Case against Googles Street View is dismissed
Written by Ben Evans on 24 February 2009« Return to Reading Room
A PIttsburgh couple that sued Google have had their claim thrown out.
Christine and Aaron Boring sued the internet search behemoth after photos of their home appeared on the free mapping program 'Street View'. The couple claimed that Google violated their privacy, were negligent, trespassed and unjustly enriched themselves.
However Judge Amy Reynolds Hay ruled that they: "failed to state a claim under any count".
Street View gives users street level, 360 degree photos of areas. The programs release was met with a great deal of controversy regarding security risks, it was for example believed that terrorists would use the program to plan attacks.
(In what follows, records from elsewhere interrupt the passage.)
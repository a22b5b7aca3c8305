use std::future::{ready, Ready};
use actix_web::{Error, FromRequest, HttpMessage, HttpRequest};
use serde::{Deserialize, Serialize};

/// JWT 토큰에서 추출된 사용자 정보
///
/// 인증 미들웨어가 액세스 토큰을 검증한 뒤 request extensions에
/// 삽입하며, 핸들러에서는 extractor로 꺼내 사용합니다.
#[derive(Debug, Clone, Serialize, Deserialize)]
pub struct AuthenticatedUser {
    /// 사용자 고유 ID (ObjectId hex)
    pub user_id: String,

    /// 사용자 이메일
    pub email: String,

    /// 사용자 역할
    pub role: String,
}

impl AuthenticatedUser {
    /// 특정 역할을 보유하고 있는지 확인
    pub fn has_role(&self, role: &str) -> bool {
        self.role == role
    }

    /// 관리자 권한을 보유하고 있는지 확인
    pub fn is_admin(&self) -> bool {
        self.has_role("admin")
    }
}

/// ActixWeb FromRequest trait 구현
impl FromRequest for AuthenticatedUser {
    type Error = Error;
    type Future = Ready<actix_web::Result<Self, Self::Error>>;

    fn from_request(req: &HttpRequest, _payload: &mut actix_web::dev::Payload) -> Self::Future {
        match req.extensions().get::<AuthenticatedUser>() {
            Some(user) => ready(Ok(user.clone())),
            None => ready(Err(crate::errors::errors::AppError::Unauthenticated(
                "Not authenticated".to_string(),
            )
            .into())),
        }
    }
}

#[cfg(test)]
mod tests {
    use super::*;

    #[test]
    fn test_role_checks() {
        let admin = AuthenticatedUser {
            user_id: "507f1f77bcf86cd799439011".to_string(),
            email: "admin@example.com".to_string(),
            role: "admin".to_string(),
        };
        assert!(admin.is_admin());
        assert!(admin.has_role("admin"));
        assert!(!admin.has_role("user"));

        let user = AuthenticatedUser {
            user_id: "507f1f77bcf86cd799439012".to_string(),
            email: "user@example.com".to_string(),
            role: "user".to_string(),
        };
        assert!(!user.is_admin());
    }
}
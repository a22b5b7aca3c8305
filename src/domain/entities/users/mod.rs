//! Users Entity Module
//!
//! 사용자 도메인의 핵심 엔티티들을 정의하는 모듈입니다.

pub mod user;
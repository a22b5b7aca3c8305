//! # Domain Layer Module
//!
//! 도메인 계층을 구성하는 핵심 모듈로, 비즈니스 객체와 API 계약을 담당합니다.
//!
//! ## 아키텍처 개요
//!
//! ```text
//! Domain Layer (이 모듈)
//! ├── Entities      - 핵심 비즈니스 객체 (MongoDB 영속 대상)
//! ├── DTOs          - 데이터 전송 객체 (Request/Response)
//! └── Models        - 토큰, 인증 컨텍스트, 외부 시스템 통합 모델
//!      │
//!      ▼
//! Application Layer (Services)
//!      │
//!      ▼
//! Infrastructure Layer (Repositories, DB)
//! ```
//!
//! ## 모듈 구성
//!
//! ### [`entities`] - 핵심 도메인 엔티티
//!
//! MongoDB에 저장되는 영속 객체입니다. 사용자 계정과 그에 딸린
//! 세션/재설정 토큰 상태를 표현합니다.
//!
//! ### [`dto`] - 데이터 전송 객체
//!
//! API 경계에서 사용되는 요청/응답 구조체입니다. 요청 DTO는 `validator`
//! 검증을 수행하고, 응답 DTO는 허용 목록 방식으로 엔티티 필드를
//! 명시적으로 매핑하여 비밀번호 해시나 토큰이 노출되지 않도록 합니다.
//!
//! ### [`models`] - 인증/통합 모델
//!
//! JWT 클레임, 인증된 사용자 컨텍스트, Google OAuth 응답 모델 등
//! 영속 대상이 아닌 도메인 모델들입니다.

pub mod entities;
pub mod dto;
pub mod models;

pub use entities::*;
pub use dto::*;
pub use models::*;
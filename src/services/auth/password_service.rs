//! 비밀번호 해싱 서비스
//!
//! Argon2id 기반의 메모리 하드 해싱을 제공합니다. 해시 문자열은
//! PHC 형식으로 저장되어 파라미터와 솔트가 함께 보존됩니다.

use argon2::{
    password_hash::{rand_core::OsRng, PasswordHash, SaltString},
    Algorithm, Argon2, Params, PasswordHasher, PasswordVerifier, Version,
};

use crate::config::PasswordConfig;
use crate::errors::errors::{AppError, ErrorContext};

/// 비밀번호 해싱/검증 서비스
///
/// 환경별 Argon2 파라미터로 초기화되며, 상태가 없어 자유롭게 공유됩니다.
pub struct PasswordService {
    argon2: Argon2<'static>,
}

impl PasswordService {
    /// 환경 설정 기반의 Argon2id 파라미터로 서비스를 생성합니다.
    pub fn new() -> Result<Self, AppError> {
        Self::with_params(
            PasswordConfig::argon2_memory_kib(),
            PasswordConfig::argon2_iterations(),
        )
    }

    /// 명시적 파라미터로 서비스를 생성합니다.
    pub(crate) fn with_params(memory_kib: u32, iterations: u32) -> Result<Self, AppError> {
        let params = Params::new(memory_kib, iterations, Params::DEFAULT_P_COST, None)
            .context("Argon2 파라미터 오류")?;

        Ok(Self {
            argon2: Argon2::new(Algorithm::Argon2id, Version::V0x13, params),
        })
    }

    /// 평문 비밀번호를 해싱합니다.
    ///
    /// 호출마다 새로운 랜덤 솔트를 생성하므로 동일한 비밀번호라도
    /// 매번 다른 해시가 생성됩니다.
    pub fn hash_password(&self, password: &str) -> Result<String, AppError> {
        let salt = SaltString::generate(&mut OsRng);

        self.argon2
            .hash_password(password.as_bytes(), &salt)
            .map(|hash| hash.to_string())
            .context("비밀번호 해싱 실패")
    }

    /// 평문 비밀번호를 저장된 해시와 비교합니다.
    ///
    /// 비밀번호 불일치는 `Ok(false)`로, 해시 형식 손상 등 시스템 오류는
    /// `Err`로 구분하여 반환합니다.
    pub fn verify_password(&self, password: &str, stored_hash: &str) -> Result<bool, AppError> {
        let parsed_hash = PasswordHash::new(stored_hash)
            .map_err(|e| AppError::InternalError(format!("비밀번호 해시 형식 오류: {}", e)))?;

        match self.argon2.verify_password(password.as_bytes(), &parsed_hash) {
            Ok(()) => Ok(true),
            Err(argon2::password_hash::Error::Password) => Ok(false),
            Err(e) => Err(AppError::InternalError(format!(
                "비밀번호 검증 실패: {}",
                e
            ))),
        }
    }
}

#[cfg(test)]
mod tests {
    use super::*;

    fn service() -> PasswordService {
        // 테스트는 개발 환경과 동일한 저비용 파라미터를 사용합니다.
        PasswordService::with_params(8 * 1024, 2).unwrap()
    }

    #[test]
    fn test_hash_and_verify_roundtrip() {
        let svc = service();
        let hash = svc.hash_password("CorrectHorse1").unwrap();

        assert!(hash.starts_with("$argon2id$"));
        assert!(svc.verify_password("CorrectHorse1", &hash).unwrap());
    }

    #[test]
    fn test_wrong_password_is_false_not_error() {
        let svc = service();
        let hash = svc.hash_password("CorrectHorse1").unwrap();

        assert!(!svc.verify_password("WrongPassword1", &hash).unwrap());
    }

    #[test]
    fn test_malformed_hash_is_error() {
        let svc = service();

        let result = svc.verify_password("whatever", "not-a-phc-string");
        assert!(matches!(result, Err(AppError::InternalError(_))));
    }

    #[test]
    fn test_salts_produce_distinct_hashes() {
        let svc = service();
        let first = svc.hash_password("CorrectHorse1").unwrap();
        let second = svc.hash_password("CorrectHorse1").unwrap();

        assert_ne!(first, second);
        assert!(svc.verify_password("CorrectHorse1", &second).unwrap());
    }
}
Judge Amy Reynolds Hay stated:
"While it is easy to imagine that many whose property appears on Google's virtual maps resent the privacy implications, it is hard to believe that any - other than the most exquisitely sensitive - would suffer shame or humiliation,..The Borings do not dispute that they have allowed the relevant images to remain on Google Street View, despite the availability of a procedure for having them removed from view".
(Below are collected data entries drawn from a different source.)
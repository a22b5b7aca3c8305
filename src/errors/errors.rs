//! 애플리케이션 전역에서 사용하는 에러 시스템
//!
//! 인증/계정 서비스를 위한 통합 에러 처리 시스템입니다.
//! `thiserror`와 `actix_web::ResponseError`를 사용하여 타입 안전하고
//! 일관된 에러 처리를 제공합니다.
//!
//! 모든 에러는 `{ "data": null, "message": ..., "code": ... }` 형태의
//! JSON 응답으로 변환되어 클라이언트에게 전달됩니다.
//!
//! ## 사용 예제
//!
//! ```rust,ignore
//! use crate::errors::AppError;
//!
//! async fn login(data: LoginRequest) -> Result<TokenPair, AppError> {
//!     let user = user_repo.find_by_email(&data.email).await?
//!         .ok_or_else(|| AppError::InvalidLogin("Invalid email or password".to_string()))?;
//!     // ...
//! }
//! ```

use thiserror::Error;

/// 애플리케이션 전역 에러 타입
///
/// 서비스에서 발생할 수 있는 모든 종류의 에러를 포괄하는 열거형입니다.
/// 자동으로 HTTP 응답으로 변환되어 클라이언트에게 전달됩니다.
#[derive(Error, Debug)]
pub enum AppError {
    /// 로그인 실패 (401 Unauthorized)
    ///
    /// 존재하지 않는 이메일과 잘못된 비밀번호는 구분 없이 동일한 에러를 반환합니다.
    #[error("{0}")]
    InvalidLogin(String),

    /// 리프레시 토큰 검증 실패 (401 Unauthorized)
    #[error("{0}")]
    InvalidRefreshToken(String),

    /// 인증되지 않은 요청 (401 Unauthorized)
    #[error("{0}")]
    Unauthenticated(String),

    /// 인증은 됐지만 권한이 부족한 요청 (403 Forbidden)
    #[error("{0}")]
    Forbidden(String),

    /// 액세스 토큰 검증 실패 (400 Bad Request)
    ///
    /// 서명 오류, 만료, 형식 오류 등 모든 검증 실패가 이 하나로 수렴됩니다.
    #[error("{0}")]
    InvalidToken(String),

    /// 비밀번호 재설정 토큰 검증 실패 (400 Bad Request)
    #[error("{0}")]
    InvalidResetToken(String),

    /// OAuth 프로필 정보 부족 (400 Bad Request)
    #[error("{0}")]
    InvalidProfile(String),

    /// 입력값 검증 에러 (400 Bad Request)
    #[error("Validation error: {0}")]
    ValidationError(String),

    /// 리소스 찾을 수 없음 에러 (404 Not Found)
    #[error("{0}")]
    NotFound(String),

    /// 이메일 중복 등 충돌 에러 (409 Conflict)
    #[error("{0}")]
    ConflictError(String),

    /// 데이터베이스 관련 에러 (500 Internal Server Error)
    #[error("Database error: {0}")]
    DatabaseError(String),

    /// 외부 서비스 에러 (500 Internal Server Error)
    #[error("External service error: {0}")]
    ExternalServiceError(String),

    /// 내부 서버 에러 (500 Internal Server Error)
    #[error("Internal server error: {0}")]
    InternalError(String),
}

impl AppError {
    /// 클라이언트에게 전달되는 기계 판독용 에러 코드
    pub fn code(&self) -> &'static str {
        match self {
            AppError::InvalidLogin(_) => "INVALID_LOGIN",
            AppError::InvalidRefreshToken(_) => "INVALID_REFRESH_TOKEN",
            AppError::Unauthenticated(_) => "UNAUTHENTICATED",
            AppError::Forbidden(_) => "FORBIDDEN",
            AppError::InvalidToken(_) => "INVALID_TOKEN",
            AppError::InvalidResetToken(_) => "INVALID_RESET_TOKEN",
            AppError::InvalidProfile(_) => "INVALID_PROFILE",
            AppError::ValidationError(_) => "VALIDATION_ERROR",
            AppError::NotFound(_) => "USER_NOT_FOUND",
            AppError::ConflictError(_) => "EMAIL_ALREADY_EXISTS",
            AppError::DatabaseError(_)
            | AppError::ExternalServiceError(_)
            | AppError::InternalError(_) => "INTERNAL_ERROR",
        }
    }
}

impl actix_web::ResponseError for AppError {
    /// HTTP 에러 응답을 생성합니다.
    ///
    /// 각 에러 타입을 적절한 HTTP 상태 코드와 표준 JSON 응답으로 변환합니다.
    fn error_response(&self) -> actix_web::HttpResponse {
        use actix_web::http::StatusCode;

        let status = match self {
            AppError::InvalidLogin(_)
            | AppError::InvalidRefreshToken(_)
            | AppError::Unauthenticated(_) => StatusCode::UNAUTHORIZED,
            AppError::Forbidden(_) => StatusCode::FORBIDDEN,
            AppError::InvalidToken(_)
            | AppError::InvalidResetToken(_)
            | AppError::InvalidProfile(_)
            | AppError::ValidationError(_) => StatusCode::BAD_REQUEST,
            AppError::NotFound(_) => StatusCode::NOT_FOUND,
            AppError::ConflictError(_) => StatusCode::CONFLICT,
            _ => StatusCode::INTERNAL_SERVER_ERROR,
        };

        // 예상치 못한 내부 에러의 상세 내용은 로그에만 남기고
        // 클라이언트에게는 일반화된 메시지를 노출합니다.
        let message = if status == actix_web::http::StatusCode::INTERNAL_SERVER_ERROR {
            log::error!("내부 에러 발생: {}", self);
            "Internal server error".to_string()
        } else {
            self.to_string()
        };

        actix_web::HttpResponse::build(status).json(serde_json::json!({
            "data": null,
            "message": message,
            "code": self.code(),
        }))
    }
}

/// 편의성을 위한 Result 타입 별칭
pub type AppResult<T> = Result<T, AppError>;

/// 외부 라이브러리 에러를 AppError로 변환하는 확장 trait
pub trait ErrorContext<T> {
    /// 컨텍스트 정보와 함께 에러를 변환합니다.
    fn context(self, msg: &str) -> AppResult<T>;

    /// 클로저를 사용하여 지연 평가된 컨텍스트를 제공합니다.
    fn with_context<F>(self, f: F) -> AppResult<T>
    where
        F: FnOnce() -> String;
}

impl<T, E> ErrorContext<T> for Result<T, E>
where
    E: std::fmt::Display,
{
    fn context(self, msg: &str) -> AppResult<T> {
        self.map_err(|e| AppError::InternalError(format!("{}: {}", msg, e)))
    }

    fn with_context<F>(self, f: F) -> AppResult<T>
    where
        F: FnOnce() -> String,
    {
        self.map_err(|e| AppError::InternalError(format!("{}: {}", f(), e)))
    }
}

#[cfg(test)]
mod tests {
    use super::*;
    use actix_web::ResponseError;

    #[test]
    fn test_invalid_login_error_response() {
        let error = AppError::InvalidLogin("Invalid email or password".to_string());
        let response = error.error_response();

        assert_eq!(response.status(), actix_web::http::StatusCode::UNAUTHORIZED);
        assert_eq!(error.code(), "INVALID_LOGIN");
    }

    #[test]
    fn test_invalid_refresh_token_error_response() {
        let error = AppError::InvalidRefreshToken("Invalid refresh token".to_string());
        let response = error.error_response();

        assert_eq!(response.status(), actix_web::http::StatusCode::UNAUTHORIZED);
        assert_eq!(error.code(), "INVALID_REFRESH_TOKEN");
    }

    #[test]
    fn test_forbidden_error_response() {
        let error = AppError::Forbidden("Insufficient permissions".to_string());
        let response = error.error_response();

        assert_eq!(response.status(), actix_web::http::StatusCode::FORBIDDEN);
        assert_eq!(error.code(), "FORBIDDEN");
    }

    #[test]
    fn test_invalid_token_error_response() {
        let error = AppError::InvalidToken("Invalid token".to_string());
        let response = error.error_response();

        assert_eq!(response.status(), actix_web::http::StatusCode::BAD_REQUEST);
        assert_eq!(error.code(), "INVALID_TOKEN");
    }

    #[test]
    fn test_invalid_reset_token_error_response() {
        let error = AppError::InvalidResetToken("Invalid or expired token".to_string());
        let response = error.error_response();

        assert_eq!(response.status(), actix_web::http::StatusCode::BAD_REQUEST);
        assert_eq!(error.code(), "INVALID_RESET_TOKEN");
    }

    #[test]
    fn test_not_found_error_response() {
        let error = AppError::NotFound("User not found".to_string());
        let response = error.error_response();

        assert_eq!(response.status(), actix_web::http::StatusCode::NOT_FOUND);
        assert_eq!(error.code(), "USER_NOT_FOUND");
    }

    #[test]
    fn test_conflict_error_response() {
        let error = AppError::ConflictError("Email already exists".to_string());
        let response = error.error_response();

        assert_eq!(response.status(), actix_web::http::StatusCode::CONFLICT);
        assert_eq!(error.code(), "EMAIL_ALREADY_EXISTS");
    }

    #[test]
    fn test_internal_error_response() {
        let error = AppError::InternalError("Something went wrong".to_string());
        let response = error.error_response();

        assert_eq!(
            response.status(),
            actix_web::http::StatusCode::INTERNAL_SERVER_ERROR
        );
        assert_eq!(error.code(), "INTERNAL_ERROR");
    }

    #[test]
    fn test_error_context_trait() {
        let result: Result<(), &str> = Err("original error");
        let app_result = result.context("Additional context");

        assert!(app_result.is_err());
        if let Err(AppError::InternalError(msg)) = app_result {
            assert!(msg.contains("Additional context"));
            assert!(msg.contains("original error"));
        } else {
            panic!("Expected InternalError");
        }
    }
}
//! # Domain Models Module
//!
//! 영속 대상이 아닌 도메인 모델들을 정의하는 모듈입니다.
//!
//! ## 모듈 구성
//!
//! - [`auth`] - 미들웨어가 주입하는 인증 컨텍스트 모델
//! - [`token`] - JWT 클레임과 토큰 쌍
//! - [`oauth`] - Google OAuth 2.0 통합 모델

pub mod auth;
pub mod oauth;
pub mod token;
//! 사용자 수정 요청 DTO

use serde::{Deserialize, Serialize};
use validator::Validate;

/// 사용자 프로필 수정 요청 DTO
///
/// 수정 가능한 필드만 허용 목록 방식으로 받습니다. 비밀번호 변경과
/// 역할 변경은 이 요청으로 불가능합니다.
#[derive(Debug, Clone, Serialize, Deserialize, Validate)]
pub struct UpdateUserRequest {
    /// 사용자 이름 (1-50자)
    #[validate(length(
        min = 1,
        max = 50,
        message = "이름은 1-50자 사이여야 합니다"
    ))]
    pub name: Option<String>,
}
"Furthermore, they have failed to bar others' access to the images by eliminating their address from the pleadings, or by filing this action under seal," she said.
"The plaintiffs [Claimants]' failure to take readily available steps to protect their own privacy and mitigate their alleged pain suggests to the Court that the intrusion and that their suffering were less severe than they contend,".
Google currently blur identifiable faces and licence plate numbers on top of which users are provided with tools to remove images from the program. A statement from Google said that "It is unfortunate the parties involved decided to pursue litigation instead of making use of these tools,".